Mixed—Chapter two: Purple stone?

I grabbed my uniform jacket and stepped outside into the crisp morning air. The campus footpath was empty. Too empty.

A stone whistled through the air toward my head.

“Extravaganzis!” I snapped.

The spell caught, freezing it mid-flight. I reached out and plucked the glowing green shard from the air.

A laugh echoed from behind me. Of course. Juniper.

She hurried over, her long black hair streaming behind her, red eyes glinting. First, she stared at the floating stone. Then she grabbed it back, clutching it tight. For a heartbeat, her Luminor flared red—then flickered down to its usual dull purple.

Juniper. The only one with purple. Meaningless. Useless. The school’s laughingstock.

But I never thought so. Purple meant freedom—no destiny written in stone, no forced bloodline rules. You could choose your magic. Your path. Your life. If I’m honest, I envied her.

She tucked the stone away

We were only fourth-years. But like I said, I’ve always been ahead of my class.

Juniper gave me a small smile before hurrying off, whispers trailing in her wake. I adjusted my glasses and made my way to class—early, as always. The classroom was silent, waiting.

Waiting for something I wasn’t sure I wanted to face.

“Okay, class!” the professor clapped his hands, a bright smile masking the edge in his voice. “Today we’re learning about mixed stones. Mixed stones only appear when a perfect incarnate white—or an almost-perfect incarnate—mixes with a common stone. Blue, green, purple, red, black… the non-perfect folk.

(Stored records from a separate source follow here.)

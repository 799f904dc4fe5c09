use crate::geometry::{PatchRect, Point};

/// Accepted patches for the image currently on screen, in the order they
/// were placed. Insertion order is also the export order, so the n-th patch
/// always lands in the file with index n.
///
/// The set does not validate on insert; callers run
/// [`is_valid_placement`](crate::geometry::is_valid_placement) first.
#[derive(Debug, Clone, Default, PartialEq, Eq)]
pub struct SelectionSet {
    rects: Vec<PatchRect>,
}

impl SelectionSet {
    pub fn new() -> Self {
        Self::default()
    }

    pub fn add(&mut self, rect: PatchRect) {
        self.rects.push(rect);
    }

    /// Remove the patch covering `point`. Returns `None` (and changes nothing)
    /// when the point is on empty space.
    pub fn remove_at(&mut self, point: Point) -> Option<PatchRect> {
        let idx = self.rects.iter().position(|r| r.contains(point))?;
        Some(self.rects.remove(idx))
    }

    pub fn clear(&mut self) {
        self.rects.clear();
    }

    pub fn all(&self) -> &[PatchRect] {
        &self.rects
    }

    pub fn iter(&self) -> impl Iterator<Item = &PatchRect> + '_ {
        self.rects.iter()
    }

    pub fn len(&self) -> usize {
        self.rects.len()
    }

    pub fn is_empty(&self) -> bool {
        self.rects.is_empty()
    }
}

#[cfg(test)]
mod tests {
    use super::*;
    use crate::geometry::{ImageBounds, is_valid_placement};
    use rand::rngs::StdRng;
    use rand::{Rng, SeedableRng};

    #[test]
    fn test_add_then_remove_inside() {
        let mut set = SelectionSet::new();
        let rect = PatchRect::new(10, 10, 32);
        set.add(rect);
        assert_eq!(set.all(), &[rect]);

        assert_eq!(set.remove_at(Point::new(41, 41)), Some(rect));
        assert!(set.all().is_empty());
    }

    #[test]
    fn test_remove_on_empty_space_is_noop() {
        let mut set = SelectionSet::new();
        set.add(PatchRect::new(0, 0, 16));
        assert_eq!(set.remove_at(Point::new(16, 0)), None);
        assert_eq!(set.len(), 1);
    }

    #[test]
    fn test_removal_keeps_order_of_the_rest() {
        let mut set = SelectionSet::new();
        let a = PatchRect::new(0, 0, 8);
        let b = PatchRect::new(8, 0, 8);
        let c = PatchRect::new(16, 0, 8);
        set.add(a);
        set.add(b);
        set.add(c);

        set.remove_at(Point::new(9, 3));
        assert_eq!(set.all(), &[a, c]);
    }

    #[test]
    fn test_clear() {
        let mut set = SelectionSet::new();
        set.add(PatchRect::new(0, 0, 8));
        set.add(PatchRect::new(8, 8, 8));
        set.clear();
        assert!(set.is_empty());
    }

    #[test]
    fn test_random_placements_never_overlap() {
        let bounds = ImageBounds::new(640, 480);
        let mut rng = StdRng::seed_from_u64(0x5eed);

        for size in [1, 7, 32, 100] {
            let mut set = SelectionSet::new();
            for _ in 0..2_000 {
                let candidate = PatchRect::new(
                    rng.random_range(0..bounds.width + 20),
                    rng.random_range(0..bounds.height + 20),
                    size,
                );
                if is_valid_placement(&candidate, set.all(), bounds) {
                    set.add(candidate);
                }
            }

            assert!(!set.is_empty());
            for (i, a) in set.iter().enumerate() {
                assert!(a.fits_within(bounds));
                for b in set.all().iter().skip(i + 1) {
                    assert!(!a.overlaps(b), "{a:?} overlaps {b:?}");
                }
            }
        }
    }
}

“Or,” he went on, pacing the front of the room, “when a powerful being such as black mixes with a common. Make sense?”

My Luminor pulsed suddenly, the green bleeding into a faint, shimmering yellow. I clenched it tight under the desk to hide the shift.

I raised my free hand. “Excuse me, sir?”

“Yes, Ryder?” His eyes flicked to me, curious.

“How do you know if you’re… mixed?”

“Your stone shifts!”

“Shifts?” I echoed. “Like colors?”

“Yes, my intelligent boy!” He actually beamed at me. “It shifts based on what you’re feeling at the time. Now, being mixed isn’t all great—you’re everything and nothing at once. Every known mixed has been killed or is still being hunted. They rarely have anyone, because if a black, white, or yellow mixed with a common, their leader would kill them both. And if there was a child…” He shuddered. “For all we know there could be a hidden mix among us right now. If you meet one, report it immediately.”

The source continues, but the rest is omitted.